Interuniversitäre Clusterprojekte Uni Wien und MedUni Wien

Im Dezember 2020 wurden an der Universität Wien und der Medizinischen Universität Wien vier neue gemeinsame Clusterprojekte als Brückenschlag in der Forschung zwischen beiden Universitäten bewilligt. Bearbeitet werden Themen von der Magersucht im Jugendalter bis hin zu den Auswirkungen der SARS-CoV-2-Pandemie.

"Die Projekte stärken die Brücke zwischen der Uni Wien und der MedUni Wien und fördern den Transfer von Grundlagenwissen zur patientenorientierten Anwendung. Die beiden Universitäten leisten damit einen wichtigen Beitrag zur Stärkung der translationale Forschung am Wissenschaftsstandort Wien."

Jean-Robert Tyran Vizerektor für Forschung und Internationales, Uni Wien

Ziel der gemeinsamen interdisziplinären Forschungsprojekte von Universität Wien und MedUni Wien ist die Förderung translationaler Forschung und innovativer Kooperation.

Nach dem Erfolg der ersten beiden Ausschreibungen haben die Rektorate beider Universitäten in einer Neuausschreibung nun auf Basis einer internationalen Begutachtung die vier besten aus insgesamt 26 Projektanträgen ausgewählt. Die neuen interuniversitären Clusterprojekte starten 2021 und laufen drei Jahre.
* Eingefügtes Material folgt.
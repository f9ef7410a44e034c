//! Composition root: owns the app state, the map and the clock, and lays
//! out every panel each frame.

use crate::clock::TimeClock;
use crate::map::{MapEngine, MapStatus, MapWidget, WalkersEngine};
use crate::state::{
    AppState, Coordinate, MapSettings, MockRiskProvider, RiskProvider, RiskSummary, ShellEvent,
};
use crate::ui::{self, ZoomCommand};
use eframe::egui;
use std::sync::mpsc::{channel, Receiver, Sender};
use web_time::Instant;

pub struct AppShell<E: MapEngine = WalkersEngine, R: RiskProvider = MockRiskProvider> {
    /// The only mutable application state
    pub state: AppState,

    /// Embedded map, initialized once at construction
    map: MapWidget<E>,

    /// Time readout schedule, cancelled when the shell is dropped
    clock: TimeClock,

    /// Source of the (mock) risk data
    risk: R,

    /// Map click events, drained at the start of every frame
    events: Receiver<ShellEvent>,

    /// Readings delivered by the clock's tick callback
    ticks: Receiver<String>,
}

impl<E: MapEngine, R: RiskProvider> AppShell<E, R> {
    /// Builds the shell and mounts the map into `container`.
    ///
    /// The selected location always starts at the default; `settings` only
    /// position the map view.
    pub fn new(
        container: Option<&egui::Context>,
        settings: &MapSettings,
        risk: R,
        mut clock: TimeClock,
        now: Instant,
    ) -> Self {
        let mut state = AppState::new();

        let mut map = MapWidget::new();
        map.initialize(container, &settings.map_options());
        if let MapStatus::Unavailable(e) = map.status() {
            state.status_message = format!("Map unavailable: {}", e);
        }

        let (sender, events) = channel();
        map.on_location_click(click_forwarder(sender));

        let (tick_sender, ticks) = channel();
        clock.start(now, tick_forwarder(tick_sender));
        state.clock_reading = clock.reading().to_string();

        Self {
            state,
            map,
            clock,
            risk,
            events,
            ticks,
        }
    }

    /// Applies queued events. Returns how many were applied.
    pub fn process_events(&mut self) -> usize {
        let mut applied = 0;
        while let Ok(event) = self.events.try_recv() {
            self.state.apply(event);
            applied += 1;
        }
        applied
    }

    /// Copies the latest ticked reading into the state.
    fn process_ticks(&mut self) {
        while let Ok(reading) = self.ticks.try_recv() {
            self.state.clock_reading = reading;
        }
    }

    pub fn dismiss_popup(&mut self) {
        self.state.apply(ShellEvent::PopupDismissed);
    }

    /// Forwards a zoom button press to the map. State is untouched.
    pub fn zoom(&mut self, command: ZoomCommand) {
        match command {
            ZoomCommand::In => self.map.zoom_in(),
            ZoomCommand::Out => self.map.zoom_out(),
        }
    }

    pub fn summary(&self) -> RiskSummary {
        self.risk.summary_for(self.state.coordinates)
    }

    /// Runs one UI frame.
    pub fn frame(&mut self, ctx: &egui::Context, now: Instant) {
        if let Some(wait) = self.clock.poll(now) {
            ctx.request_repaint_after(wait);
        }
        self.process_ticks();
        self.process_events();

        let coordinates = self.state.coordinates;
        let summary = self.summary();

        ui::render_top_bar(ctx, &mut self.state);
        ui::render_bottom_panel(ctx);
        ui::render_right_panel(ctx, coordinates, &summary);
        let zoom = ui::render_canvas(ctx, &mut self.map, coordinates, &self.state.clock_reading);

        // Clicks from this frame's map pass: the popup below sees them now,
        // the side panel on the repaint.
        if self.process_events() > 0 {
            ctx.request_repaint();
        }

        if self.state.popup_visible {
            let summary = self.summary();
            if ui::render_location_popup(ctx, self.state.coordinates, &summary) {
                self.dismiss_popup();
            }
        }

        if let Some(command) = zoom {
            self.zoom(command);
        }
    }
}

fn click_forwarder(sender: Sender<ShellEvent>) -> impl FnMut(Coordinate) {
    move |coordinate| {
        if sender.send(ShellEvent::LocationClicked(coordinate)).is_err() {
            log::warn!("Shell is gone, dropping map click");
        }
    }
}

fn tick_forwarder(sender: Sender<String>) -> impl FnMut(&str) {
    move |reading| {
        log::trace!("Clock tick: {}", reading);
        if sender.send(reading.to_string()).is_err() {
            log::debug!("Shell is gone, dropping clock tick");
        }
    }
}

#[cfg(test)]
mod tests {
    use super::*;
    use crate::map::tests::{created_count, FakeEngine};
    use crate::state::url_state::UrlParams;
    use crate::ui::{popup_rows, summary_rows};
    use std::cell::Cell;
    use std::time::Duration;

    fn fixed_source() -> String {
        "10:00:00 AM".to_string()
    }

    fn settings() -> MapSettings {
        MapSettings {
            access_token: Some("pk.test".to_string()),
            ..Default::default()
        }
    }

    fn shell(ctx: &egui::Context) -> AppShell<FakeEngine> {
        AppShell::new(
            Some(ctx),
            &settings(),
            MockRiskProvider,
            TimeClock::with_source(fixed_source),
            Instant::now(),
        )
    }

    fn run_frame(ctx: &egui::Context, shell: &mut AppShell<FakeEngine>) {
        run_frame_at(ctx, shell, Instant::now());
    }

    fn run_frame_at(ctx: &egui::Context, shell: &mut AppShell<FakeEngine>, now: Instant) {
        let _ = ctx.run(egui::RawInput::default(), |ctx| shell.frame(ctx, now));
    }

    fn value<'a>(rows: &'a [(&'static str, String)], label: &str) -> &'a str {
        rows.iter()
            .find(|(l, _)| *l == label)
            .map(|(_, v)| v.as_str())
            .unwrap()
    }

    #[test]
    fn test_initial_shell() {
        let ctx = egui::Context::default();
        let before = created_count();
        let shell = shell(&ctx);

        assert_eq!(created_count() - before, 1);
        assert_eq!(shell.state.coordinates, Coordinate::default());
        assert!(!shell.state.popup_visible);
        assert_eq!(shell.state.clock_reading, "10:00:00 AM");
    }

    #[test]
    fn test_configured_center_does_not_select_location() {
        let ctx = egui::Context::default();
        let mut settings = settings();
        UrlParams::parse("?lat=12.5000&lon=77.1000").apply_to(&mut settings);

        let shell: AppShell<FakeEngine> = AppShell::new(
            Some(&ctx),
            &settings,
            MockRiskProvider,
            TimeClock::with_source(fixed_source),
            Instant::now(),
        );

        assert_eq!(shell.state.coordinates, Coordinate::default());
        assert!(!shell.state.popup_visible);
    }

    #[test]
    fn test_clock_ticks_reach_readout() {
        thread_local! {
            static TICKS: Cell<u32> = const { Cell::new(0) };
        }
        fn counting_source() -> String {
            TICKS.with(|t| {
                t.set(t.get() + 1);
                format!("tick {}", t.get())
            })
        }

        let ctx = egui::Context::default();
        let t0 = Instant::now();
        let mut shell: AppShell<FakeEngine> = AppShell::new(
            Some(&ctx),
            &settings(),
            MockRiskProvider,
            TimeClock::with_source(counting_source),
            t0,
        );
        assert_eq!(shell.state.clock_reading, "tick 1");

        run_frame_at(&ctx, &mut shell, t0 + Duration::from_millis(500));
        assert_eq!(shell.state.clock_reading, "tick 1");

        run_frame_at(&ctx, &mut shell, t0 + Duration::from_millis(1000));
        assert_eq!(shell.state.clock_reading, "tick 2");
    }

    #[test]
    fn test_map_click_updates_all_panels() {
        let ctx = egui::Context::default();
        let mut shell = shell(&ctx);

        shell.map.queue_click(9.93, 76.24);
        run_frame(&ctx, &mut shell);

        assert_eq!(
            shell.state.coordinates,
            Coordinate::new(9.93, 76.24).unwrap()
        );
        assert!(shell.state.popup_visible);

        let summary = shell.summary();
        let card = summary_rows(shell.state.coordinates, &summary);
        let popup = popup_rows(shell.state.coordinates, &summary);
        for rows in [&card, &popup] {
            assert_eq!(value(rows, "Lat"), "9.930");
            assert_eq!(value(rows, "Long"), "76.240");
        }
    }

    #[test]
    fn test_dismiss_keeps_coordinates() {
        let ctx = egui::Context::default();
        let mut shell = shell(&ctx);
        shell.map.queue_click(9.93, 76.24);
        run_frame(&ctx, &mut shell);

        shell.dismiss_popup();

        assert!(!shell.state.popup_visible);
        assert_eq!(
            shell.state.coordinates,
            Coordinate::new(9.93, 76.24).unwrap()
        );
    }

    #[test]
    fn test_zoom_does_not_touch_state() {
        let ctx = egui::Context::default();
        let mut shell = shell(&ctx);

        shell.zoom(ZoomCommand::In);
        shell.zoom(ZoomCommand::In);
        shell.zoom(ZoomCommand::Out);

        assert_eq!(shell.map.engine_zoom(), Some(11.0));
        assert_eq!(shell.state.coordinates, Coordinate::default());
        assert!(!shell.state.popup_visible);
    }

    #[test]
    fn test_unavailable_map_degrades() {
        let ctx = egui::Context::default();
        let mut shell: AppShell<FakeEngine> = AppShell::new(
            Some(&ctx),
            &MapSettings::default(),
            MockRiskProvider,
            TimeClock::with_source(fixed_source),
            Instant::now(),
        );

        assert!(shell.state.status_message.starts_with("Map unavailable"));

        // Zooming and drawing without a map must not panic.
        shell.zoom(ZoomCommand::In);
        run_frame(&ctx, &mut shell);
        assert!(!shell.state.popup_visible);
    }

    #[test]
    fn test_frame_without_click_keeps_state() {
        let ctx = egui::Context::default();
        let mut shell = shell(&ctx);

        run_frame(&ctx, &mut shell);
        run_frame(&ctx, &mut shell);

        assert_eq!(shell.state.coordinates, Coordinate::default());
        assert!(!shell.state.popup_visible);
    }
}
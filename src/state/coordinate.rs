//! Geographic coordinate value and its display formatting.

use geo_types::Coord;
use thiserror::Error;

/// Default map focus: Idukki district, Kerala.
pub const DEFAULT_LATITUDE: f64 = 9.85;
pub const DEFAULT_LONGITUDE: f64 = 76.95;

/// Reasons a latitude/longitude pair is rejected.
#[derive(Debug, Clone, PartialEq, Error)]
pub enum CoordinateError {
    #[error("coordinate is not a finite number")]
    NotFinite,
    #[error("latitude {0} is outside [-90, 90]")]
    LatitudeOutOfRange(f64),
    #[error("longitude {0} is outside [-180, 180]")]
    LongitudeOutOfRange(f64),
}

/// A validated latitude/longitude pair in degrees.
///
/// Fields are private so every value in circulation has passed the range
/// check in [`Coordinate::new`].
#[derive(Debug, Clone, Copy, PartialEq)]
pub struct Coordinate {
    latitude: f64,
    longitude: f64,
}

impl Coordinate {
    pub fn new(latitude: f64, longitude: f64) -> Result<Self, CoordinateError> {
        if !latitude.is_finite() || !longitude.is_finite() {
            return Err(CoordinateError::NotFinite);
        }
        if !(-90.0..=90.0).contains(&latitude) {
            return Err(CoordinateError::LatitudeOutOfRange(latitude));
        }
        if !(-180.0..=180.0).contains(&longitude) {
            return Err(CoordinateError::LongitudeOutOfRange(longitude));
        }
        Ok(Self {
            latitude,
            longitude,
        })
    }

    pub fn latitude(&self) -> f64 {
        self.latitude
    }

    pub fn longitude(&self) -> f64 {
        self.longitude
    }
}

impl Default for Coordinate {
    fn default() -> Self {
        Self {
            latitude: DEFAULT_LATITUDE,
            longitude: DEFAULT_LONGITUDE,
        }
    }
}

/// Map libraries hand positions around as (x = lon, y = lat).
impl TryFrom<Coord<f64>> for Coordinate {
    type Error = CoordinateError;

    fn try_from(coord: Coord<f64>) -> Result<Self, Self::Error> {
        Coordinate::new(coord.y, coord.x)
    }
}

impl From<Coordinate> for Coord<f64> {
    fn from(coordinate: Coordinate) -> Self {
        Coord {
            x: coordinate.longitude,
            y: coordinate.latitude,
        }
    }
}

/// Formats a degree value with exactly three decimals.
///
/// Ties round away from zero (`0.0625` -> `0.063`), unlike `{:.3}` which
/// rounds exact binary ties to even.
pub fn format_coordinate(value: f64) -> String {
    let rounded = (value * 1000.0).round() / 1000.0;
    format!("{:.3}", rounded)
}
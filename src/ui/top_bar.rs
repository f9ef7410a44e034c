//! Top bar UI: app branding, location search box, and status.

use super::colors;
use crate::state::AppState;
use eframe::egui::{self, RichText};

pub fn render_top_bar(ctx: &egui::Context, state: &mut AppState) {
    egui::TopBottomPanel::top("top_bar")
        .exact_height(40.0)
        .show(ctx, |ui| {
            ui.horizontal_centered(|ui| {
                // Badge
                egui::Frame::new()
                    .fill(colors::header::BADGE)
                    .corner_radius(4.0)
                    .inner_margin(egui::Margin::symmetric(6, 2))
                    .show(ui, |ui| {
                        ui.label(
                            RichText::new("ALPS")
                                .strong()
                                .size(16.0)
                                .color(colors::header::BADGE_TEXT),
                        );
                    });

                ui.label(
                    RichText::new("Automated Landslide Prediction System")
                        .strong()
                        .size(15.0)
                        .color(colors::header::TITLE),
                );

                ui.separator();

                ui.label(
                    RichText::new(&state.status_message)
                        .size(13.0)
                        .color(colors::ui::STATUS),
                );

                // Search sits on the right; typing does not trigger anything yet
                ui.with_layout(egui::Layout::right_to_left(egui::Align::Center), |ui| {
                    ui.add(
                        egui::TextEdit::singleline(&mut state.search_text)
                            .hint_text("Search location...")
                            .desired_width(200.0),
                    );
                    ui.label(RichText::new(egui_phosphor::regular::MAGNIFYING_GLASS).size(16.0));
                });
            });
        });
}
//! Mapbox raster tiles for the map engine.
//!
//! Style references use the `mapbox://styles/<owner>/<style>` form and are
//! served through the Static Tiles API as 256px raster tiles.

use super::error::MapError;
use walkers::sources::{Attribution, TileSource};
use walkers::TileId;

const STYLE_SCHEME: &str = "mapbox://styles/";
const TILES_BASE_URL: &str = "https://api.mapbox.com/styles/v1";

/// Highest zoom the raster tiles are requested at.
pub const MAX_ZOOM: f64 = 22.0;

/// Parsed `mapbox://styles/<owner>/<style>` reference.
#[derive(Debug, Clone, PartialEq, Eq)]
pub struct MapStyle {
    pub owner: String,
    pub style_id: String,
}

impl MapStyle {
    pub fn parse(reference: &str) -> Result<Self, MapError> {
        let invalid = || MapError::InvalidStyle(reference.to_string());

        let path = reference.trim().strip_prefix(STYLE_SCHEME).ok_or_else(invalid)?;
        let (owner, style_id) = path.split_once('/').ok_or_else(invalid)?;

        let valid_segment = |s: &str| {
            !s.is_empty()
                && s.chars()
                    .all(|c| c.is_ascii_alphanumeric() || c == '-' || c == '_' || c == '.')
        };
        if !valid_segment(owner) || !valid_segment(style_id) {
            return Err(invalid());
        }

        Ok(Self {
            owner: owner.to_string(),
            style_id: style_id.to_string(),
        })
    }
}

/// Checks that a token is present and looks like a Mapbox token.
pub fn validate_token(token: Option<&str>) -> Result<&str, MapError> {
    let token = token
        .map(str::trim)
        .filter(|t| !t.is_empty())
        .ok_or(MapError::MissingAccessToken)?;

    let known_prefix = token.starts_with("pk.") || token.starts_with("sk.");
    let url_safe = token
        .chars()
        .all(|c| c.is_ascii_alphanumeric() || c == '.' || c == '-' || c == '_');
    if !known_prefix || !url_safe {
        return Err(MapError::InvalidAccessToken);
    }

    Ok(token)
}

/// Tile source for a Mapbox style.
#[derive(Debug, Clone)]
pub struct MapboxTileSource {
    style: MapStyle,
    access_token: String,
}

impl MapboxTileSource {
    pub fn new(style: MapStyle, access_token: &str) -> Self {
        Self {
            style,
            access_token: access_token.to_string(),
        }
    }

    fn url_for(&self, x: u32, y: u32, zoom: u8) -> String {
        format!(
            "{}/{}/{}/tiles/256/{}/{}/{}?access_token={}",
            TILES_BASE_URL, self.style.owner, self.style.style_id, zoom, x, y, self.access_token
        )
    }
}

impl TileSource for MapboxTileSource {
    fn tile_url(&self, tile_id: TileId) -> String {
        self.url_for(tile_id.x, tile_id.y, tile_id.zoom)
    }

    fn attribution(&self) -> Attribution {
        Attribution {
            text: "© Mapbox © OpenStreetMap",
            url: "https://www.mapbox.com/about/maps/",
            logo_light: None,
            logo_dark: None,
        }
    }
}
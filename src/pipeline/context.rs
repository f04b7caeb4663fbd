//! Shared state of one pipeline run
//!
//! Every stage receives the same `Arc<PipelineContext>`. It owns the two
//! queues, the three permits, the progress counters and completion flags,
//! and the slot for the first fatal error. A fresh context is built for
//! every run, so concurrent runs never share anything.

use super::frame_queue::FrameQueue;
use super::semaphore::CountingPermit;
use crate::utils::config::PipelineConfig;
use crate::utils::error::PipelineError;
use log::error;
use parking_lot::Mutex;
use serde::Serialize;
use std::sync::atomic::{AtomicBool, AtomicU64, Ordering};
use std::sync::Arc;

/// Monotonic counters and one-shot completion flags.
///
/// Each counter has exactly one writing stage.
#[derive(Debug, Default)]
pub struct PipelineProgress {
    /// Frames accepted by the source stage
    pub loaded: AtomicU64,

    /// Packets dropped because reformatting failed
    pub dropped: AtomicU64,

    /// Frames accepted by the device
    pub submitted: AtomicU64,

    /// Rejected submission attempts that were retried
    pub submit_retries: AtomicU64,

    /// Submitted frames the device has finished with
    pub retired: AtomicU64,

    /// Pictures delivered by the device
    pub decoded: AtomicU64,

    /// Bytes completed by the device
    pub decoded_bytes: AtomicU64,

    /// Completions whose timestamp did not follow the previous one
    pub out_of_order: AtomicU64,

    /// Frames written by the sink
    pub written: AtomicU64,

    /// Bytes written by the sink
    pub written_bytes: AtomicU64,

    /// Source pushed its sentinel
    pub load_completed: AtomicBool,

    /// Submission stage handed end-of-stream to the device
    pub submit_completed: AtomicBool,

    /// Device delivered its end-of-stream completion
    pub callback_completed: AtomicBool,

    /// Sink consumed the final sentinel
    pub decode_completed: AtomicBool,
}

impl PipelineProgress {
    /// Bump a counter by one
    pub fn bump(counter: &AtomicU64) -> u64 {
        counter.fetch_add(1, Ordering::AcqRel) + 1
    }

    /// Add `amount` to a counter
    pub fn add(counter: &AtomicU64, amount: u64) {
        counter.fetch_add(amount, Ordering::AcqRel);
    }

    /// Raise a completion flag
    pub fn finish(flag: &AtomicBool) {
        flag.store(true, Ordering::Release);
    }

    /// Read a counter
    pub fn get(counter: &AtomicU64) -> u64 {
        counter.load(Ordering::Acquire)
    }

    /// Read a flag
    pub fn is_set(flag: &AtomicBool) -> bool {
        flag.load(Ordering::Acquire)
    }
}

/// Final (or intermediate) snapshot of a run
#[derive(Debug, Clone, Default, PartialEq, Eq, Serialize)]
pub struct RunReport {
    pub loaded: u64,
    pub dropped: u64,
    pub submitted: u64,
    pub submit_retries: u64,
    pub retired: u64,
    pub decoded: u64,
    pub decoded_bytes: u64,
    pub out_of_order: u64,
    pub written: u64,
    pub written_bytes: u64,
    pub input_queue_peak: usize,
    pub output_queue_peak: usize,
    pub load_completed: bool,
    pub submit_completed: bool,
    pub callback_completed: bool,
    pub decode_completed: bool,
}

impl RunReport {
    /// Check that every completion flag is raised
    pub fn all_completed(&self) -> bool {
        self.load_completed && self.submit_completed && self.callback_completed && self.decode_completed
    }
}

/// Queues, permits and progress shared by all stages of one run
#[derive(Debug)]
pub struct PipelineContext {
    /// Compressed frames waiting for submission
    pub input_queue: FrameQueue,

    /// Decoded frames waiting to be written
    pub output_queue: FrameQueue,

    /// Bounds loaded-but-unsubmitted frames
    pub input_cache: CountingPermit,

    /// Bounds decoded-but-unwritten frames
    pub output_cache: CountingPermit,

    /// Bounds frames resident inside the device
    pub hardware_slots: CountingPermit,

    /// Counters and flags
    pub progress: PipelineProgress,

    aborted: AtomicBool,
    failure: Mutex<Option<PipelineError>>,
}

impl PipelineContext {
    /// Build a fresh context with permits seeded from the configuration
    pub fn new(config: &PipelineConfig) -> Arc<Self> {
        Arc::new(Self {
            input_queue: FrameQueue::new(),
            output_queue: FrameQueue::new(),
            input_cache: CountingPermit::new(config.input_cache_frames),
            output_cache: CountingPermit::new(config.output_cache_frames),
            hardware_slots: CountingPermit::new(config.hardware_buffer_slots),
            progress: PipelineProgress::default(),
            aborted: AtomicBool::new(false),
            failure: Mutex::new(None),
        })
    }

    /// Record a fatal error and tear the run down.
    ///
    /// Only the first error is kept. Closing the queues and permits wakes
    /// every blocked stage and the completion callback so they can exit.
    pub fn abort(&self, err: PipelineError) {
        {
            let mut failure = self.failure.lock();
            if failure.is_none() {
                error!("Pipeline aborted: {}", err);
                *failure = Some(err);
            }
        }
        self.aborted.store(true, Ordering::Release);

        self.input_queue.close();
        self.output_queue.close();
        self.input_cache.close();
        self.output_cache.close();
        self.hardware_slots.close();
    }

    /// Check if the run has been aborted
    pub fn is_aborted(&self) -> bool {
        self.aborted.load(Ordering::Acquire)
    }

    /// Take the recorded fatal error, if any
    pub fn take_failure(&self) -> Option<PipelineError> {
        self.failure.lock().take()
    }

    /// Check if the sink consumed the final sentinel
    pub fn is_decode_completed(&self) -> bool {
        PipelineProgress::is_set(&self.progress.decode_completed)
    }

    /// Snapshot counters, flags and queue peaks
    pub fn report(&self) -> RunReport {
        let p = &self.progress;
        RunReport {
            loaded: PipelineProgress::get(&p.loaded),
            dropped: PipelineProgress::get(&p.dropped),
            submitted: PipelineProgress::get(&p.submitted),
            submit_retries: PipelineProgress::get(&p.submit_retries),
            retired: PipelineProgress::get(&p.retired),
            decoded: PipelineProgress::get(&p.decoded),
            decoded_bytes: PipelineProgress::get(&p.decoded_bytes),
            out_of_order: PipelineProgress::get(&p.out_of_order),
            written: PipelineProgress::get(&p.written),
            written_bytes: PipelineProgress::get(&p.written_bytes),
            input_queue_peak: self.input_queue.stats().max_depth,
            output_queue_peak: self.output_queue.stats().max_depth,
            load_completed: PipelineProgress::is_set(&p.load_completed),
            submit_completed: PipelineProgress::is_set(&p.submit_completed),
            callback_completed: PipelineProgress::is_set(&p.callback_completed),
            decode_completed: PipelineProgress::is_set(&p.decode_completed),
        }
    }
}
„Die in einem internationalen peer-review Verfahren ausgewählten Projekte bekommen eine „Seedfinanzierung“ um langfristige Forschungs-kooperationen zwischen Meduni Wien und Uni Wien aufzubauen. Inhaltlich stärken die Projekte nicht nur die Brücke zwischen Grundlagen-forschung und klinischer Anwendung, sondern auch unsere Forschungsschwerpunkte Imaging, Neurowissenschaften und Onkologie.“

Michaela Fritz Vizerektorin für Forschung und Innovation, MedUni Wien

Die Clusterprojekte im Überblick

Anorexia Nervosa bei Jugendlichen

Das Projekt „A translational psychiatric approach to adolescent anorexia nervosa - from genes to brain systems and behaviors“ von Giorgia Silani (Uni Wien, Fakultät für Psychologie) und Andreas Karwautz (MedUni Wien, Universitätsklinik für Kinder- und Jugendpsychiatrie) zielt darauf ab, ein belohnungsbasiertes mechanistisches Modell der Anorexia Nervosa des menschlichen Gehirnes als Grundlage für neue präzisere therapeutische Interventionen zu erstellen.

Post-Covid Care

Ein aktuelles Thema greifen Monika Pietrzak-Franger von der Philologisch-Kulturwissenschaftliche Fakultät der Universität Wien und Susanne Mayer gemeinsam mit Agata Łaszewska vom Zentrum für Public Health der MedUni Wien im Projekt „Post-Covid Care: Translational Health Economics and Medical Humanities at the Frontlines" auf.

Empirische Ästhetik und Bildgebung

Im Projekt "UNRAVELING THE AESTHETIC MIND IN ANHEDONIA: Insights from pharmacological imaging of the human brain” wollen Sophia Crone vom Forschungsverbund Kognitionswissenschaft der Universität Wien und Rupert Lanzenberger von der Universitätsklinik für Psychiatrie und Psychotherapie der MedUni Wien zwei bislang strikt getrennte Forschungsbereiche zusammenführen: Empirische Ästhetik und pharmakologische/klinische Bildgebung.

Translationale Krebstherapie

Bernhard Keppler vom Institut für Anorganische Chemie der Universität Wien und Walter Berger vom Institut für Krebsforschung der MedUni Wien betreiben in ihrem gemeinsamen Clusterprojekt "Novel Anticancer Agents – from Design to Clinical Translation" Forschung im Bereich der Translationalen Krebstherapie.